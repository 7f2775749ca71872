//! Sensor glucose history.
//!
//! CBG pages hold one byte per sample and ISIG pages two descriptor bytes per
//! CBG byte. Both are joined into continuous streams and cut into records
//! wherever four `22 00` descriptors are followed by a non-`22` one.

use super::date::decode_date;
use crate::protocol::session::HistoryPage;
use chrono::NaiveDateTime;
use tracing::debug;

const CBG_PAGE_SIZE: usize = 1024;
const ISIG_PAGE_SIZE: usize = 2048;
const DATE_LENGTH: usize = 4;
const SEPARATOR: [u8; 8] = [0x22, 0x00, 0x22, 0x00, 0x22, 0x00, 0x22, 0x00];

#[derive(Debug, Clone, Copy, PartialEq, Eq, Hash)]
pub enum CbgRecordType {
    DataEnd,
    SensorWeakSignal,
    SensorCalibrationEvent,
    SensorPacketEvent,
    SensorErrorEvent,
    SensorGlucoseLessThan40,
    SensorGlucoseMoreThan400,
    SensorTimestamp,
    BatteryChange,
    SensorStatus,
    DateTimeChange,
    SensorSync,
    SensorCalBg,
    SensorCalFactor,
    SensorSpecialDisplayEvent,
    NoOp,
    Glucose40To400Min,
    Glucose40To400Max,
}

impl CbgRecordType {
    pub fn from_code(code: u8) -> Option<Self> {
        use CbgRecordType::*;
        Some(match code {
            0x01 => DataEnd,
            0x02 => SensorWeakSignal,
            0x03 => SensorCalibrationEvent,
            0x04 => SensorPacketEvent,
            0x05 => SensorErrorEvent,
            0x06 => SensorGlucoseLessThan40,
            0x07 => SensorGlucoseMoreThan400,
            0x08 => SensorTimestamp,
            0x0A => BatteryChange,
            0x0B => SensorStatus,
            0x0C => DateTimeChange,
            0x0D => SensorSync,
            0x0E => SensorCalBg,
            0x0F => SensorCalFactor,
            0x10 => SensorSpecialDisplayEvent,
            0x13 => NoOp,
            0x14 => Glucose40To400Min,
            0xC8 => Glucose40To400Max,
            _ => return None,
        })
    }

    pub fn code(self) -> u8 {
        use CbgRecordType::*;
        match self {
            DataEnd => 0x01,
            SensorWeakSignal => 0x02,
            SensorCalibrationEvent => 0x03,
            SensorPacketEvent => 0x04,
            SensorErrorEvent => 0x05,
            SensorGlucoseLessThan40 => 0x06,
            SensorGlucoseMoreThan400 => 0x07,
            SensorTimestamp => 0x08,
            BatteryChange => 0x0A,
            SensorStatus => 0x0B,
            DateTimeChange => 0x0C,
            SensorSync => 0x0D,
            SensorCalBg => 0x0E,
            SensorCalFactor => 0x0F,
            SensorSpecialDisplayEvent => 0x10,
            NoOp => 0x13,
            Glucose40To400Min => 0x14,
            Glucose40To400Max => 0xC8,
        }
    }
}

/// One record of the sensor stream. `body` holds the samples preceding the
/// record, `descriptor` two bytes for every byte of body, date and head.
#[derive(Debug, Clone, PartialEq, Eq)]
pub struct CbgRecord {
    pub record_type: CbgRecordType,
    pub head: u8,
    pub date: Vec<u8>,
    pub body: Vec<u8>,
    pub descriptor: Vec<u8>,
    pub timestamp: Option<NaiveDateTime>,
    /// Position in the CBG byte stream just past the record.
    pub index: u64,
}

impl CbgRecord {
    /// `DATE_TIME_CHANGE` sub code from the second date byte.
    pub fn sub_code(&self) -> u8 {
        (self.date.get(1).copied().unwrap_or(0) >> 5) & 0x07
    }

    /// Little-endian descriptor word at byte `offset`.
    pub fn descriptor_at(&self, offset: usize) -> u16 {
        let lo = self.descriptor.get(offset).copied().unwrap_or(0);
        let hi = self.descriptor.get(offset + 1).copied().unwrap_or(0);
        u16::from_le_bytes([lo, hi])
    }
}

fn join_valid(pages: &[HistoryPage], size: usize) -> Vec<u8> {
    let mut stream = Vec::with_capacity(pages.len() * size);
    for page in pages.iter().filter(|p| p.valid) {
        let mut bytes = page.bytes.clone();
        bytes.resize(size, 0);
        stream.extend_from_slice(&bytes);
    }
    stream
}

/// Split the CBG and ISIG pages into sensor records, oldest first.
pub fn decode_cbg_pages(cbg: &[HistoryPage], isig: &[HistoryPage]) -> Vec<CbgRecord> {
    let cbg_bytes = join_valid(cbg, CBG_PAGE_SIZE);
    let isig_bytes = join_valid(isig, ISIG_PAGE_SIZE);
    let byte = |stream: &[u8], i: usize| stream.get(i).copied().unwrap_or(0);

    let mut records = Vec::new();
    let mut index = 0usize;

    while index < cbg_bytes.len() {
        let mut body = Vec::new();
        let mut descriptor = Vec::new();
        let mut found = false;

        while !found && index < cbg_bytes.len() {
            let value = cbg_bytes[index];
            let desc_a = byte(&isig_bytes, index * 2);
            let desc_b = byte(&isig_bytes, index * 2 + 1);

            if descriptor.ends_with(&SEPARATOR) && desc_a != 0x22 && desc_b == 0x00 {
                found = true;
            }
            body.push(value);
            descriptor.push(desc_a);
            descriptor.push(desc_b);

            if descriptor == [0x01, 0x00] && value == CbgRecordType::DataEnd.code() {
                debug!("reached end of CBG data");
                break;
            }
            index += 1;
        }

        let Some(head) = body.pop() else {
            break;
        };
        let record_type = CbgRecordType::from_code(head);
        if record_type == Some(CbgRecordType::DataEnd) {
            debug!("end of CBG pages");
            break;
        }

        let date = body.split_off(body.len().saturating_sub(DATE_LENGTH));
        let Some(record_type) = record_type else {
            debug!(head = format_args!("{head:02X}"), "unknown type or corrupt CBG record");
            continue;
        };

        records.push(CbgRecord {
            record_type,
            head,
            timestamp: decode_date(&date),
            date,
            body,
            descriptor,
            index: index as u64,
        });
    }

    records
}

#[cfg(test)]
mod tests {
    use super::*;

    fn page(number: u32, bytes: Vec<u8>) -> HistoryPage {
        HistoryPage {
            number,
            bytes,
            valid: true,
            nak: false,
        }
    }

    /// Streams for records given as (samples, date, head).
    fn streams(records: &[(&[u8], [u8; 4], u8)]) -> (Vec<u8>, Vec<u8>) {
        let mut cbg = Vec::new();
        let mut isig = Vec::new();
        for (samples, date, head) in records {
            for s in *samples {
                cbg.push(*s);
                isig.extend_from_slice(&[0x90, 0x01]);
            }
            for d in date {
                cbg.push(*d);
                isig.extend_from_slice(&[0x22, 0x00]);
            }
            cbg.push(*head);
            isig.extend_from_slice(&[0x08, 0x00]);
        }
        cbg.resize(CBG_PAGE_SIZE, 0);
        isig.resize(ISIG_PAGE_SIZE, 0);
        (cbg, isig)
    }

    #[test]
    fn splits_records_on_descriptor_pattern() {
        let date = [16, 14, 0xC0 | 30, 0x80 | 10];
        let (cbg, isig) = streams(&[(&[60, 61], date, 0x08), (&[62], date, 0x08)]);
        let records = decode_cbg_pages(&[page(0, cbg)], &[page(0, isig)]);
        assert_eq!(records.len(), 2);
        let first = &records[0];
        assert_eq!(first.record_type, CbgRecordType::SensorTimestamp);
        assert_eq!(first.body, vec![60, 61]);
        assert_eq!(first.date, date.to_vec());
        assert!(first.timestamp.is_some());
        assert_eq!(first.index, 7);
        assert_eq!(records[1].body, vec![62]);
    }

    #[test]
    fn invalid_pages_are_not_joined() {
        let mut bad = page(0, vec![0x08; CBG_PAGE_SIZE]);
        bad.valid = false;
        assert!(decode_cbg_pages(&[bad], &[]).is_empty());
    }

    #[test]
    fn sub_code_and_descriptor_words() {
        let record = CbgRecord {
            record_type: CbgRecordType::DateTimeChange,
            head: 0x0C,
            date: vec![0, 0x20, 0, 0],
            body: vec![],
            descriptor: vec![0x22, 0x01],
            timestamp: None,
            index: 0,
        };
        assert_eq!(record.sub_code(), 1);
        assert_eq!(record.descriptor_at(0), 0x0122);
        assert_eq!(record.descriptor_at(4), 0);
    }
}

* [WHAT TO DO] Filter the data above, keeping only lines that include the string "SensorSpecialDisplayEvent".

* [SOLUTION FOR THIS PROBLEM]
    SensorSpecialDisplayEvent,
            0x10 => SensorSpecialDisplayEvent,
            SensorSpecialDisplayEvent => 0x10,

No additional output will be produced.